Il nuovo perché: abilitare la fiducia in un mondo digitale
Abilitare la fiducia – non sradicare le minacce. Abilitare il benessere digitale – non sradicare la malattia digitale. Questo è il nuovo perché collettivo che vogliamo proporre alla sicurezza informatica.
Dal punto di vista del “cosa” in futuro dovremo prestare tutti più attenzione al “Digital Risk Management” per consentire alle organizzazioni di tracciare un passaggio sicuro verso il proprio futuro digitale gestendo i rischi lungo il percorso perché il rischio è ciò che consente l’innovazione ed evitare i rischi significa evitare i progressi, per questo è necessario saperli gestire.
La nostra missione può sembrare impossibile ma è più che mai necessaria e affrontabile se si collabora per trovare insieme nuovi modi di uscire da una logica tradizionale a silos che ci ha imprigionato per anni. I team dedicati all’IT, alla sicurezza, al rischio e al business devono lavorare tutti insieme per domare il rischio digitale, ognuno deve fare la propria parte.
Se pensiamo al ruolo dell’IT, non si tratta solo di costruire soluzioni tecnologiche per alimentare il percorso verso il futuro digitale. L’IT è responsabile della riduzione della superficie di attacco progettando la sicurezza come parte intrinseca dello stack e del processo di sviluppo.

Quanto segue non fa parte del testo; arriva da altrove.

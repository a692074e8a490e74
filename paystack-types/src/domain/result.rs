//! Uniform outcome of a gateway call.

/// Result of one call to the payment gateway.
///
/// Success and failure share one shape so the HTTP layer can translate any
/// outcome the same way. A `status_code` of `0` means the request never got
/// an HTTP response (connection failure, timeout).
#[derive(Debug, Clone, PartialEq)]
pub struct GatewayResult {
    ok: bool,
    status_code: u16,
    message: String,
    data: Option<serde_json::Value>,
}

impl GatewayResult {
    pub const MISSING_API_KEY: &'static str = "Missing Paystack API key";

    /// A successful gateway response (always HTTP 200).
    pub fn success(message: impl Into<String>, data: Option<serde_json::Value>) -> Self {
        Self {
            ok: true,
            status_code: 200,
            message: message.into(),
            data,
        }
    }

    /// A response the gateway answered but did not accept.
    pub fn rejected(
        status_code: u16,
        message: impl Into<String>,
        data: Option<serde_json::Value>,
    ) -> Self {
        Self {
            ok: false,
            status_code,
            message: message.into(),
            data,
        }
    }

    /// The request failed before an HTTP response was received.
    pub fn network_error(err: impl std::fmt::Display) -> Self {
        Self {
            ok: false,
            status_code: 0,
            message: format!("Network error: {err}"),
            data: None,
        }
    }

    /// No API key is configured; the gateway was not contacted.
    pub fn missing_api_key() -> Self {
        Self {
            ok: false,
            status_code: 401,
            message: Self::MISSING_API_KEY.to_string(),
            data: None,
        }
    }

    pub fn ok(&self) -> bool {
        self.ok
    }

    pub fn status_code(&self) -> u16 {
        self.status_code
    }

    pub fn message(&self) -> &str {
        &self.message
    }

    pub fn data(&self) -> Option<&serde_json::Value> {
        self.data.as_ref()
    }

    pub fn is_network_error(&self) -> bool {
        self.status_code == 0
    }

    /// Splits the result into its message and payload.
    pub fn into_parts(self) -> (String, Option<serde_json::Value>) {
        (self.message, self.data)
    }
}

#[cfg(test)]
mod tests {
    use super::*;

    #[test]
    fn test_missing_api_key() {
        let result = GatewayResult::missing_api_key();
        assert!(!result.ok());
        assert_eq!(result.status_code(), 401);
        assert_eq!(result.message(), "Missing Paystack API key");
        assert!(result.data().is_none());
    }

    #[test]
    fn test_network_error() {
        let result = GatewayResult::network_error("connection refused");
        assert!(result.is_network_error());
        assert_eq!(result.message(), "Network error: connection refused");
    }
}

La sicurezza deve potersi spostare a sinistra e a destra nel mondo dei SecDevOps e i team della security devono considerare il contesto aziendale per valutare l’orientamento al rischio, perché il loro compito non consiste solo nel bloccare le violazioni ma anche nel minimizzare l’impatto sul business. Il team che si occupa del rischio deve muoversi alla stessa velocità del business digitale e saper comunicare il rischio cyber e digitale agli stakeholder aziendali.
Infine, il ruolo del business è definire l’agenda digitale e comunicarla efficacemente ai team IT, Sicurezza e Rischio per aiutarli a stabilire le priorità. Si tratta quindi di uno sport di squadra dove IT e Business collaborano per abilitare la trasformazione digitale, mentre sicurezza e rischio convergono per abilitare la fiducia.
Uno scenario abilitato alla fiducia è un mondo fantastico in cui il potere dell’innovazione si sprigiona, permettendoci di muoverci alla velocità del pensiero e generando guadagni incredibili dal punto di vista economico e umano. Un mondo abilitato alla fiducia è davvero sorprendente e rappresenta il motivo ultimo per cui operiamo, il perché, la nostra aspirazione.